On 01/01/2012 08:01 PM, Chad J wrote:
On 01/01/2012 10:39 AM, Timon Gehr wrote:
On 01/01/2012 04:13 PM, Chad J wrote:
On 01/01/2012 07:59 AM, Timon Gehr wrote:
On 01/01/2012 05:53 AM, Chad J wrote:
If you haven't been educated about unicode or how D handles it, you
might write this:
char[] str;
... load str ...
for ( int i = 0; i< str.length; i++ )
{
font.render(str[i]); // Ewww.
...
}
That actually looks like a bug that might happen in real world code.
What is the signature of font.render?
In my mind it's defined something like this:
class Font
{
...
/** Render the given code point at
the current (x,y) cursor position. */
void render( dchar c )
{
...
}
}
(Of course I don't know minute details like where the "cursor position"
comes from, but I figure it doesn't matter.)
I probably wrote some code like that loop a very long time ago, but I
probably don't have that code around anymore, or at least not easily
findable.
I think the main issue here is that char implicitly converts to dchar:
This is an implicit reinterpret-cast that is nonsensical if the
character is outside the ascii-range.
I agree.
Perhaps the compiler should insert a check on the 8th bit in cases like
these?
I suppose it's possible someone could declare a bunch of individual
char's and then start manipulating code units that way, and such an 8th
bit check could thwart those manipulations, but I would also counter
that such low manipulations should be done on ubyte's instead.

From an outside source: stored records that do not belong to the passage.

impl DeviceEntry {
    pub(crate) fn new(hub: Arc<HubConnection>, serial: &str) -> Self {
        Self {
            hub,
            serial: serial.to_owned(),
            slot: ApiCacheSlot::for_device(serial),
            state: RwLock::new(DeviceData::default()),
            last_error: StdMutex::new(None),
            reindex_pending: AtomicBool::new(false),
            reindex_hook: OnceLock::new(),
            log_pulling: AtomicBool::new(false),
            log_position: StdMutex::new(0),
            log_callback: StdMutex::new(None),
        }
    }

    pub fn serial(&self) -> &str {
        &self.serial
    }

    pub fn hub(&self) -> &Arc<HubConnection> {
        &self.hub
    }

    /// Install the directory's rebuild hook. Called at most once, by the
    /// session that owns this entry.
    pub fn set_reindex_hook(&self, hook: impl Fn() + Send + Sync + 'static) {
        let _ = self.reindex_hook.set(Box::new(hook));
    }

    pub fn is_reindex_pending(&self) -> bool {
        self.reindex_pending.load(Ordering::SeqCst)
    }

    /// Last refresh/pull failure, if any. Lets callers that map errors to
    /// sentinel values recover the underlying cause.
    pub fn last_error(&self) -> Option<Arc<yhub_api::Error>> {
        self.last_error.lock().expect("error lock poisoned").clone()
    }

    // ── Refresh ──────────────────────────────────────────────────────

    /// Fetch (or reuse, within the cache TTL) the device API and fold it
    /// into this record.
    ///
    /// The first success populates identity and function table; later
    /// ones diff logical names, beacon and advertised values. Any
    /// logical-name change rebuilds the directory tables *before* this
    /// returns. A failed refresh records the error and leaves the record
    /// a candidate for the next attempt -- there is no dead state.
    pub async fn refresh(&self) -> Result<RefreshOutcome, CoreError> {
        let snapshot = match self.hub.request_api(&self.slot, None).await {
            Ok(snapshot) => snapshot,
            Err(e) => return Err(self.record_error(e)),
        };

        let outcome = self.apply_api(&snapshot.parsed);
        if outcome != RefreshOutcome::Updated {
            self.reindex_now();
        }
        Ok(outcome)
    }

    /// Forget the cached API snapshot so the next read refetches.
    ///
    /// Used after state-changing requests; in steady state most callers
    /// tolerate eventual consistency up to the cache validity.
    pub fn drop_cache(&self) {
        self.slot.invalidate();
    }

    /// Fold a parsed device API structure into the record.
    fn apply_api(&self, api: &Value) -> RefreshOutcome {
        let mut state = self.state.write().expect("device lock poisoned");
        let first = state.identity.is_none();
        let mut renamed = false;

        if let Some(identity) = api.get("module").and_then(DeviceIdentity::from_module) {
            renamed |= Self::merge_identity(&mut state, identity, &self.serial);
        }

        // Function table from the yellow pages, when the response has one
        // (hub-root fetches do; per-device fetches usually don't).
        if let Some(classes) = api
            .pointer("/services/yellowPages")
            .and_then(Value::as_object)
        {
            let mut mine: Vec<(u32, FunctionRecord)> = classes
                .iter()
                .flat_map(|(class, entries)| {
                    entries
                        .as_array()
                        .map(|entries| {
                            entries
                                .iter()
                                .filter_map(|entry| FunctionRecord::from_yellow_pages(class, entry))
                                .filter(|(serial, _, _)| *serial == self.serial)
                                .map(|(_, index, record)| (index, record))
                                .collect::<Vec<_>>()
                        })
                        .unwrap_or_default()
                })
                .collect();
            mine.sort_by_key(|(index, _)| *index);
            renamed |= merge_functions(
                &mut state.functions,
                mine.into_iter().map(|(_, record)| record).collect(),
            );
        }

        // Per-function sections of a device-level fetch: diff logical
        // names and advertised values individually.
        for record in &mut state.functions {
            let Some(section) = api.get(&record.function_id) else {
                continue;
            };
            if let Some(name) = section.get("logicalName").and_then(Value::as_str) {
                if record.logical_name != name {
                    debug!(
                        serial = %self.serial,
                        function = %record.function_id,
                        name,
                        "function renamed"
                    );
                    record.logical_name = name.to_owned();
                    renamed = true;
                }
            }
            if let Some(value) = section.get("advertisedValue").and_then(Value::as_str) {
                record.advertised_value = value.to_owned();
            }
        }

        state.last_seen = Some(Utc::now());

        if first {
            RefreshOutcome::FirstSnapshot
        } else if renamed {
            RefreshOutcome::Renamed
        } else {
            RefreshOutcome::Updated
        }
    }

    /// Seed or diff the record from a hub enumeration (white pages entry
    /// plus this device's yellow-pages slice). Returns `true` when name
    /// resolution is affected; the session reindexes once per pass.
    pub(crate) fn apply_enumeration(
        &self,
        identity: DeviceIdentity,
        functions: Vec<FunctionRecord>,
    ) -> bool {
        let mut state = self.state.write().expect("device lock poisoned");
        let first = state.identity.is_none();
        let mut changed = Self::merge_identity(&mut state, identity, &self.serial);
        changed |= merge_functions(&mut state.functions, functions);
        state.last_seen = Some(Utc::now());
        first || changed
    }

    /// Merge identity fields; serial is immutable once observed.
    fn merge_identity(state: &mut DeviceData, incoming: DeviceIdentity, serial: &str) -> bool {
        if incoming.serial != serial {
            warn!(
                expected = serial,
                got = %incoming.serial,
                "ignoring snapshot with foreign serial"
            );
            return false;
        }
        match &mut state.identity {
            None => {
                state.identity = Some(incoming);
                false
            }
            Some(existing) => {
                let renamed = existing.logical_name != incoming.logical_name;
                if renamed {
                    debug!(%serial, name = %incoming.logical_name, "device renamed");
                }
                let index = if incoming.index == 0 {
                    existing.index
                } else {
                    incoming.index
                };
                *existing = DeviceIdentity { index, ..incoming };
                renamed
            }
        }
    }

    /// Run the directory rebuild hook synchronously.
    fn reindex_now(&self) {
        self.reindex_pending.store(true, Ordering::SeqCst);
        if let Some(hook) = self.reindex_hook.get() {
            hook();
            self.reindex_pending.store(false, Ordering::SeqCst);
        }
    }

    pub(crate) fn clear_reindex_pending(&self) {
        self.reindex_pending.store(false, Ordering::SeqCst);
    }

    // ── Lookups ──────────────────────────────────────────────────────

    pub fn identity(&self) -> Option<DeviceIdentity> {
        self.state
            .read()
            .expect("device lock poisoned")
            .identity
            .clone()
    }

    /// When this record last folded in a snapshot or enumeration.
    pub fn last_seen(&self) -> Option<DateTime<Utc>> {
        self.state.read().expect("device lock poisoned").last_seen
    }

    pub fn logical_name(&self) -> String {
        self.identity().map(|i| i.logical_name).unwrap_or_default()
    }

    pub fn beacon(&self) -> bool {
        self.identity().is_some_and(|i| i.beacon)
    }

    pub fn function_count(&self) -> usize {
        self.state.read().expect("device lock poisoned").functions.len()
    }

    /// Function id at `index`; empty sentinel when out of range.
    pub fn function_id(&self, index: usize) -> String {
        self.with_function(index, |f| f.function_id.clone())
    }

    /// Function logical name at `index`; empty sentinel when out of range.
    pub fn function_name(&self, index: usize) -> String {
        self.with_function(index, |f| f.logical_name.clone())
    }

    /// Advertised value at `index`; empty sentinel when out of range.
    pub fn function_value(&self, index: usize) -> String {
        self.with_function(index, |f| f.advertised_value.clone())
    }

    /// Base type at `index`; plain `Function` when out of range.
    pub fn function_base_type(&self, index: usize) -> BaseType {
        self.state
            .read()
            .expect("device lock poisoned")
            .functions
            .get(index)
            .map(|f| f.base_type)
            .unwrap_or_default()
    }

    fn with_function(&self, index: usize, pick: impl Fn(&FunctionRecord) -> String) -> String {
        self.state
            .read()
            .expect("device lock poisoned")
            .functions
            .get(index)
            .map(pick)
            .unwrap_or_default()
    }

    /// A copy of the function table.
    pub fn functions(&self) -> Vec<FunctionRecord> {
        self.state
            .read()
            .expect("device lock poisoned")
            .functions
            .clone()
    }

    /// Stable lookup keys for the per-class function layer.
    pub fn function_keys(&self) -> Vec<FunctionKey> {
        self.state
            .read()
            .expect("device lock poisoned")
            .functions
            .iter()
            .map(|f| f.key(&self.serial))
            .collect()
    }

    /// Update a function's advertised value from a notification event.
    pub(crate) fn update_function_value(&self, function_id: &str, value: &str) {
        let mut state = self.state.write().expect("device lock poisoned");
        if let Some(record) = state
            .functions
            .iter_mut()
            .find(|f| f.function_id == function_id)
        {
            record.advertised_value = value.to_owned();
        }
    }

    // ── Attribute plumbing ───────────────────────────────────────────

    /// Read one function attribute through the cached API snapshot
    /// (refreshing it first when stale).
    pub async fn read_attribute(&self, function_id: &str, attr: &str) -> Result<String, CoreError> {
        let snapshot = match self.hub.request_api(&self.slot, None).await {
            Ok(snapshot) => snapshot,
            Err(e) => return Err(self.record_error(e)),
        };

        snapshot
            .parsed
            .get(function_id)
            .and_then(|f| f.get(attr))
            .map(attribute_to_string)
            .ok_or_else(|| CoreError::Unresolved {
                name: format!("{}.{function_id}.{attr}", self.serial),
            })
    }

    /// Write one function attribute (`GET api/<fn>/<attr>?<attr>=<value>`)
    /// and drop the cache so the next read observes the mutation.
    pub async fn set_attribute(
        &self,
        function_id: &str,
        attr: &str,
        value: &str,
    ) -> Result<(), CoreError> {
        let rel = format!("{}api/{function_id}/{attr}", self.slot.device_path());
        self.hub
            .request_write(&rel, &[(attr, value)], None)
            .await
            .map_err(|e| self.record_error(e))?;

        self.slot.invalidate();
        Ok(())
    }

    // ── Log pulling ──────────────────────────────────────────────────

    /// Register the per-line device log callback.
    pub fn set_log_callback(&self, callback: impl Fn(&str) + Send + Sync + 'static) {
        *self.log_callback.lock().expect("log lock poisoned") = Some(Box::new(callback));
    }

    /// Current device log read position.
    pub fn log_position(&self) -> u64 {
        *self.log_position.lock().expect("log lock poisoned")
    }

    /// Pull new device log text since the last known position.
    ///
    /// Complete lines (terminated by the trailing `@<position>` marker)
    /// are fed to the registered callback; the position advances only on
    /// a well-formed tail. Reentrant calls while a pull is in flight are
    /// no-ops.
    pub async fn trigger_log_pull(&self) -> Result<(), CoreError> {
        if self.log_pulling.swap(true, Ordering::SeqCst) {
            return Ok(());
        }
        let _guard = PullGuard(&self.log_pulling);

        let pos = self.log_position().to_string();
        let rel = format!("{}logs.txt", self.slot.device_path());
        let body = self
            .hub
            .request_bytes(&rel, &[("pos", &pos)], None)
            .await
            .map_err(|e| self.record_error(e))?;

        let text = String::from_utf8_lossy(&body);
        let Some((lines, new_pos)) = split_position_marker(&text) else {
            debug!(serial = %self.serial, "log tail without position marker, skipping");
            return Ok(());
        };

        {
            let callback = self.log_callback.lock().expect("log lock poisoned");
            if let Some(callback) = callback.as_ref() {
                for line in lines.split('\n').filter(|line| !line.is_empty()) {
                    callback(line);
                }
            }
        }
        *self.log_position.lock().expect("log lock poisoned") = new_pos;
        Ok(())
    }

    fn record_error(&self, e: yhub_api::Error) -> CoreError {
        let e = Arc::new(e);
        *self.last_error.lock().expect("error lock poisoned") = Some(Arc::clone(&e));
        CoreError::Api(e)
    }
}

I don't know how much this would help though. Seems like too little,
too late.
I think the conversion char -> dchar should just require an explicit
cast. The runtime check is better left to std.conv.to;
The bigger problem is that a char is being taken from a char[] and
thereby loses its context as (potentially) being part of a larger
codepoint.
If it is part of a larger code point, then it has its highest bit set.
Any individual char that has its highest bit set does not carry a
character on its own. If it is not set, then it is a single ASCII character.